冬:出会わなければ彼は幸せだったかもしれない
空虚な空間に沢山の人が出入りする。病院のベンチに腰掛ける私の前を医療従事者と呼ばれる人々が忙しそうに歩いている。でも、灰色の世界にいるのは私だけだった。
パーティーが終わったあの夜。
暴走したバスが私と和也を直撃し、和也は私をかばって重症を負い、今私の隣にある病室の扉の向こうで死人のように静かに眠っていた。事故から早1週間が過ぎているが、事件の夜から一度も目を開けていない。和也の容態を見た和也の父親曰く、目を開けるまで油断できない状態で、目を開けても脳に強い衝撃が加わったせいで障害が残ってしまうことも視野に入れなくてはならないと言っていた。言語障害、運動障害、記憶障害・・・。
少なくとも、何の障害も無しにこれからの生活を営めることは・・・。
「あんたが近くにいたから、和也くんがこんな目にあったのよ」
ふとその声に顔を上げてみると、そこにいたのは和也を親しく思っているであろう同級生の3人だった。
「商店街付近でも事故に遭って、その時も和也くんに助けてもらったんでしょ?あの時無傷だったのが奇跡だったのよ」
「持田さんの近くにいたら、事故に遭っちゃう」
何も言い返せない。彼女たちの言う通りだ。
私がさっさと帰っていれば、和也が事故に巻き込まれることはなかった。
私があのパーティーに居なかったら、事故に遭うことはなかった。
私が和也に出会わなければ、こんなことにはならなかった。
所詮、彼と私は相入れぬ人間だったのかもしれない。そう、強く思うようになった。
彼女たちが後にした病室の扉を開けると、ベットサイドに和也のお母さんの姿があった。
毎日ずっとこうして和也のそばにいてその目が開く時を待っている。
「少しは休んだのかしら?ずっと和也のそばで看病してほとんど寝てないでしょ?」
ベットをまたいで反対側のイスに腰掛けると、優しい笑みで声をかけてくれる。
「・・・彼がこうなってしまったのは、私のせいですから」
目を開けたくても開けられなくて、ずっと眠っている彼の苦痛からしたら寝不足なんて大した問題じゃない。目が覚めたって以前の生活に戻れるかだって分からないのに。
「・・・事故はあなたのせいじゃないの。そう言ってるでしょ」
「いえ。以前にだって私は事故に遭って和也さんに助けてもらってもいるんです。同じことが続けて2回も起こるなんて・・・」
なんでこの人は私を責めないのだろうか。自分の息子がこんな姿になって、その理由が私をかばったからなのに。その本人が目の前にいるのにどうして優しい言葉をかけてくれるの?
「そういえば、そんな話をさっきの子たちがしてたわね。

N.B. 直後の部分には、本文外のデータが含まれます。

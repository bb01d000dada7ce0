//! HTTP client for the Open Food Facts product endpoint.
//!
//! One GET per call, no retry and no caching. [`OpenFoodFactsClient::lookup_product`]
//! is the entry point the rest of the application uses: it never fails and
//! reports "not found" and "call failed" the same way, as `None`.

use std::time::Duration;

use greenkart_core::{AppConfig, ProductRecord};
use reqwest::{Client, Url};

use crate::error::LookupError;
use crate::normalize::normalize_response;
use crate::types::OffProductResponse;

/// Client for the Open Food Facts product database.
///
/// Build one at startup and share it; [`reqwest::Client`] pools connections
/// internally and concurrent lookups need no coordination.
#[derive(Debug, Clone)]
pub struct OpenFoodFactsClient {
    client: Client,
    base_url: Url,
}

impl OpenFoodFactsClient {
    /// Creates a client from application configuration.
    ///
    /// # Errors
    ///
    /// See [`OpenFoodFactsClient::with_base_url`].
    pub fn from_config(config: &AppConfig) -> Result<Self, LookupError> {
        Self::with_base_url(
            &config.product_api_base_url,
            &config.user_agent,
            config.lookup_timeout_secs,
        )
    }

    /// Creates a client with a custom base URL (for testing with wiremock).
    ///
    /// `timeout_secs` of `None` keeps reqwest's default, which is no overall
    /// request timeout.
    ///
    /// # Errors
    ///
    /// Returns [`LookupError::Http`] if the `reqwest::Client` cannot be
    /// constructed, or [`LookupError::InvalidBaseUrl`] if `base_url` does not
    /// parse.
    pub fn with_base_url(
        base_url: &str,
        user_agent: &str,
        timeout_secs: Option<u64>,
    ) -> Result<Self, LookupError> {
        let mut builder = Client::builder().user_agent(user_agent);
        if let Some(secs) = timeout_secs {
            builder = builder.timeout(Duration::from_secs(secs));
        }
        let client = builder.build()?;

        let normalised = format!("{}/", base_url.trim_end_matches('/'));
        let base_url = Url::parse(&normalised).map_err(|e| LookupError::InvalidBaseUrl {
            base_url: base_url.to_owned(),
            reason: e.to_string(),
        })?;

        Ok(Self { client, base_url })
    }

    /// Looks up a product by barcode.
    ///
    /// Returns `None` when the barcode is unknown upstream *and* when the
    /// request or response parsing fails; callers cannot tell the two apart.
    /// Failures are logged at `warn`.
    pub async fn lookup_product(&self, barcode: &str) -> Option<ProductRecord> {
        tracing::debug!(barcode = %barcode, "looking up product");

        match self.fetch_product(barcode).await {
            Ok(Some(record)) => {
                tracing::info!(barcode = %barcode, name = %record.name, "product found");
                Some(record)
            }
            Ok(None) => {
                tracing::info!(barcode = %barcode, "product not found");
                None
            }
            Err(e) => {
                tracing::warn!(barcode = %barcode, error = %e, "product lookup failed");
                None
            }
        }
    }

    /// Fetches and normalizes a product, keeping the failure cause.
    ///
    /// The HTTP status is not checked: upstream answers unknown barcodes
    /// with a JSON body that may carry a non-2xx status, so the body decides.
    ///
    /// # Errors
    ///
    /// - [`LookupError::Http`] on network failure or an unreadable body.
    /// - [`LookupError::Deserialize`] if the body is not the expected JSON.
    pub async fn fetch_product(&self, barcode: &str) -> Result<Option<ProductRecord>, LookupError> {
        let url = self.product_url(barcode);
        let response = self.client.get(url.as_str()).send().await?;
        let body = response.text().await?;

        let parsed: OffProductResponse =
            serde_json::from_str(&body).map_err(|e| LookupError::Deserialize {
                context: format!("product {barcode}"),
                source: e,
            })?;

        Ok(normalize_response(parsed))
    }

    /// Builds `{base}/api/v0/product/{barcode}.json`.
    ///
    /// The barcode is inserted as given; no format validation happens here.
    fn product_url(&self, barcode: &str) -> String {
        format!("{}api/v0/product/{barcode}.json", self.base_url)
    }
}
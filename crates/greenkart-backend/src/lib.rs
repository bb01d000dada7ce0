//! Persistence for profiles, scan history, and reward redemptions, backed by
//! a Supabase (PostgREST) project.
//!
//! Operations are plain inserts and selects. Nothing here is transactional:
//! a redemption is recorded without atomically debiting a balance.

pub mod client;
pub mod error;
pub mod ledger;
pub mod profiles;
pub mod rewards;
pub mod scans;

pub use client::SupabaseClient;
pub use error::BackendError;
pub use ledger::{check_redemption, CoinLedger};
pub use profiles::{create_or_get_profile, get_profile, NewProfile, Profile};
pub use rewards::{list_redemptions, list_rewards, redeem_reward, Redemption};
pub use scans::{list_scans, record_scan, ScanEvent};
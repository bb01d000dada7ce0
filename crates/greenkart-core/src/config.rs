use crate::app_config::{AppConfig, Environment};
use crate::ConfigError;

const DEFAULT_PRODUCT_API_BASE_URL: &str = "https://world.openfoodfacts.org";
const DEFAULT_USER_AGENT: &str = "greenkart/0.1 (eco-scanner)";

/// Load application configuration from environment variables.
///
/// Calls `dotenvy::dotenv().ok()` to load `.env` files before reading env vars.
///
/// # Errors
///
/// Returns `ConfigError` if a value is present but invalid.
pub fn load_app_config() -> Result<AppConfig, ConfigError> {
    dotenvy::dotenv().ok();
    load_app_config_from_env()
}

/// Load application configuration from environment variables already in the process.
///
/// Unlike [`load_app_config`], this does NOT load `.env` files.
///
/// # Errors
///
/// Returns `ConfigError` if a value is present but invalid.
pub fn load_app_config_from_env() -> Result<AppConfig, ConfigError> {
    build_app_config(|key| std::env::var(key))
}

/// Build application configuration using the provided env-var lookup function.
///
/// Decoupled from the real environment so tests can drive it with a `HashMap`.
fn build_app_config<F>(lookup: F) -> Result<AppConfig, ConfigError>
where
    F: Fn(&str) -> Result<String, std::env::VarError>,
{
    use std::path::PathBuf;

    let or_default = |var: &str, default: &str| -> String {
        lookup(var).unwrap_or_else(|_| default.to_string())
    };

    // Blank values count as unset so an empty line in `.env` does not
    // produce a half-configured client.
    let optional = |var: &str| -> Option<String> {
        lookup(var)
            .ok()
            .map(|v| v.trim().to_string())
            .filter(|v| !v.is_empty())
    };

    let parse_optional_u64 = |var: &str| -> Result<Option<u64>, ConfigError> {
        optional(var)
            .map(|raw| {
                raw.parse::<u64>().map_err(|e| ConfigError::InvalidEnvVar {
                    var: var.to_string(),
                    reason: e.to_string(),
                })
            })
            .transpose()
    };

    let env = parse_environment(&or_default("GREENKART_ENV", "development"));
    let log_level = or_default("GREENKART_LOG_LEVEL", "info");

    let product_api_base_url =
        or_default("GREENKART_PRODUCT_API_BASE_URL", DEFAULT_PRODUCT_API_BASE_URL);
    if !product_api_base_url.starts_with("http://") && !product_api_base_url.starts_with("https://")
    {
        return Err(ConfigError::InvalidEnvVar {
            var: "GREENKART_PRODUCT_API_BASE_URL".to_string(),
            reason: format!("'{product_api_base_url}' is not an http(s) URL"),
        });
    }

    let user_agent = or_default("GREENKART_USER_AGENT", DEFAULT_USER_AGENT);
    let lookup_timeout_secs = parse_optional_u64("GREENKART_LOOKUP_TIMEOUT_SECS")?;
    if lookup_timeout_secs == Some(0) {
        return Err(ConfigError::InvalidEnvVar {
            var: "GREENKART_LOOKUP_TIMEOUT_SECS".to_string(),
            reason: "timeout must be greater than zero".to_string(),
        });
    }

    let supabase_url = optional("SUPABASE_URL");
    let supabase_anon_key = optional("SUPABASE_ANON_KEY");
    let rewards_path = PathBuf::from(or_default(
        "GREENKART_REWARDS_PATH",
        "./config/rewards.yaml",
    ));

    Ok(AppConfig {
        env,
        log_level,
        product_api_base_url,
        user_agent,
        lookup_timeout_secs,
        supabase_url,
        supabase_anon_key,
        rewards_path,
    })
}

/// Parse a string into an `Environment` variant.
///
/// Unrecognized values default to `Environment::Development`.
fn parse_environment(s: &str) -> Environment {
    match s {
        "production" => Environment::Production,
        "test" => Environment::Test,
        _ => Environment::Development,
    }
}

#[cfg(test)]
#[path = "config_test.rs"]
mod tests;
use thiserror::Error;

/// Errors raised while talking to the product database.
///
/// Only [`crate::OpenFoodFactsClient::fetch_product`] surfaces these;
/// [`crate::OpenFoodFactsClient::lookup_product`] folds every variant into
/// "no record".
#[derive(Debug, Error)]
pub enum LookupError {
    /// Network or TLS failure from the underlying HTTP client.
    #[error("HTTP error: {0}")]
    Http(#[from] reqwest::Error),

    /// The response body was not the expected JSON shape.
    #[error("JSON deserialization error for {context}: {source}")]
    Deserialize {
        context: String,
        #[source]
        source: serde_json::Error,
    },

    #[error("invalid product API base URL '{base_url}': {reason}")]
    InvalidBaseUrl { base_url: String, reason: String },
}
//! Profile and scan-history commands.

use greenkart_backend::{CoinLedger, NewProfile, SupabaseClient};
use greenkart_core::AppConfig;

/// # Errors
///
/// Returns an error if the backend is unreachable, not configured, or the
/// reward catalog cannot be loaded.
pub(crate) async fn run_profile(
    config: &AppConfig,
    user: &str,
    username: Option<String>,
    email: Option<String>,
) -> anyhow::Result<()> {
    let backend = SupabaseClient::from_config(config)?;
    let catalog = greenkart_core::load_reward_catalog(&config.rewards_path)?;

    let props = NewProfile { username, email };
    let profile = greenkart_backend::create_or_get_profile(&backend, user, &props).await?;
    let scans = greenkart_backend::list_scans(&backend, user, None).await?;
    let redemptions = greenkart_backend::list_redemptions(&backend, user).await?;
    let ledger = CoinLedger::new(&scans, &redemptions, &catalog);

    println!("{}", profile.username.as_deref().unwrap_or(&profile.id));
    if let Some(email) = &profile.email {
        println!("{email}");
    }
    println!("EcoCoins:         {}", ledger.balance());
    println!("Products scanned: {}", ledger.scans);
    println!("Coins earned:     {}", ledger.coins_earned);
    println!("Coins spent:      {}", ledger.coins_spent);

    Ok(())
}

/// # Errors
///
/// Returns an error if the backend is unreachable or not configured.
pub(crate) async fn run_history(config: &AppConfig, user: &str, limit: u32) -> anyhow::Result<()> {
    let backend = SupabaseClient::from_config(config)?;
    let scans = greenkart_backend::list_scans(&backend, user, Some(limit)).await?;

    if scans.is_empty() {
        println!("no scans recorded for {user}");
        return Ok(());
    }

    println!("{:<22}{:<16}COINS", "SCANNED AT", "BARCODE");
    for scan in &scans {
        println!(
            "{:<22}{:<16}{}",
            scan.scanned_at.format("%Y-%m-%d %H:%M:%S").to_string(),
            scan.barcode,
            scan.coins_awarded
        );
    }

    Ok(())
}
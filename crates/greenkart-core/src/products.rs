use serde::{Deserialize, Serialize};

/// Name used when the product database returns no usable product name.
pub const UNKNOWN_PRODUCT_NAME: &str = "Unknown Product";

/// Upstream letter grade to display grade. Ordered best to worst.
const GRADE_TABLE: [(&str, &str); 5] = [
    ("a", "A+"),
    ("b", "A"),
    ("c", "B"),
    ("d", "C"),
    ("e", "D"),
];

/// A product as the rest of the application sees it.
///
/// Built fresh on every lookup and never mutated afterwards. `eco_score`
/// always holds a display grade (see [`remap_grade`]); the raw upstream
/// letter never leaves the lookup crate.
#[derive(Debug, Clone, PartialEq, Eq, Serialize, Deserialize)]
#[serde(rename_all = "camelCase")]
pub struct ProductRecord {
    pub name: String,
    pub brand: Option<String>,
    /// Front image URL exactly as upstream reports it. Not validated.
    pub image_url: Option<String>,
    /// Comma-separated category list, kept verbatim.
    pub categories: Option<String>,
    pub eco_score: Option<String>,
}

/// Maps an upstream eco-score letter to its display grade.
///
/// `a..e` (any case) map through the fixed table `a→A+, b→A, c→B, d→C, e→D`.
/// Anything else is returned uppercased and otherwise unchanged.
#[must_use]
pub fn remap_grade(raw: &str) -> String {
    let lower = raw.to_lowercase();
    GRADE_TABLE
        .iter()
        .find(|(upstream, _)| *upstream == lower)
        .map_or_else(|| raw.to_uppercase(), |(_, display)| (*display).to_string())
}

#[cfg(test)]
mod tests {
    use super::*;

    #[test]
    fn remap_grade_known_letters() {
        assert_eq!(remap_grade("a"), "A+");
        assert_eq!(remap_grade("b"), "A");
        assert_eq!(remap_grade("c"), "B");
        assert_eq!(remap_grade("d"), "C");
        assert_eq!(remap_grade("e"), "D");
    }

    #[test]
    fn remap_grade_is_case_insensitive_on_known_letters() {
        assert_eq!(remap_grade("A"), "A+");
        assert_eq!(remap_grade("E"), "D");
    }

    #[test]
    fn remap_grade_uppercases_unknown_values() {
        assert_eq!(remap_grade("x"), "X");
        assert_eq!(remap_grade("unknown"), "UNKNOWN");
        assert_eq!(remap_grade("not-applicable"), "NOT-APPLICABLE");
    }

    #[test]
    fn remap_grade_preserves_quality_order() {
        let displays: Vec<String> = ["a", "b", "c", "d", "e"]
            .iter()
            .map(|g| remap_grade(g))
            .collect();
        assert_eq!(displays, vec!["A+", "A", "B", "C", "D"]);
    }

    #[test]
    fn product_record_serializes_camel_case() {
        let record = ProductRecord {
            name: "Test Soap".to_string(),
            brand: None,
            image_url: Some("https://images.example/soap.jpg".to_string()),
            categories: None,
            eco_score: Some("A".to_string()),
        };
        let json = serde_json::to_value(&record).unwrap();
        assert_eq!(json["imageUrl"], "https://images.example/soap.jpg");
        assert_eq!(json["ecoScore"], "A");
    }
}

でも誰かを責めた所で和也が目を覚ますことはないし、和也もそれを望まないと思うのよ」
「・・・?」
「だって逆を言えば、2回もあなたをかばったのよ。そんなあの子の心を否定するようなことを私も主人もしたくないわ」
強い人なのだと、この時思った。
そして和也のことを信じている。だからこそ私を受け入れてくれる。
私には眩しすぎる。
「・・・」
でも、和也が事故に遭って重症という事実は覆らない。
その時、和也のお父さんがお母さんのを手招きし、病室は私と和也の2人になった。
とても静かな空間。
今この病室にいるのは私と和也のはずなのに、音が消えたかのように何も聞こえない。
ねぇ、和也。今あなたはどこにいるの?
もしも、私に出会わない道を進んでいたら今頃どんな世界を見ていたかな。
多分、その方が幸せだったかもしれないわね。
『・・・よいお年を』
『あぁ。よいお年を』
あの会話が嘘のよう。
「っ・・・っ・・・」
ごめんなさい。今言ったって遅いことは分かっているけど、でも。
血の気のない顔は微動だにしない。
「ニャー」
そんな時だった。いもしないはずの声が病室に響いたのは。
「黒猫ちゃん・・・?」
和也の足元に目を向けるとそこにはあの黒猫ちゃんの姿があった。
ここ病室よっ。
「どうしてあなたがここにいるのっ?ここは病院なんだからダメよっ」
間違いない。いつも土手で会う黒猫ちゃんだ。でもここは病院の4階よ。
「ニャー」
もちろん彼女は「ニャー」しか言わない。それはそうと急いで外に出さなくちゃっ。
彼女の胴体を持ち上げて抱き上げようとしたその時、カプ、と黒猫ちゃんに鼻を噛まれてしまった。
「痛っーーーー」
でも次の瞬間、私の意識は闇へと落ちていった。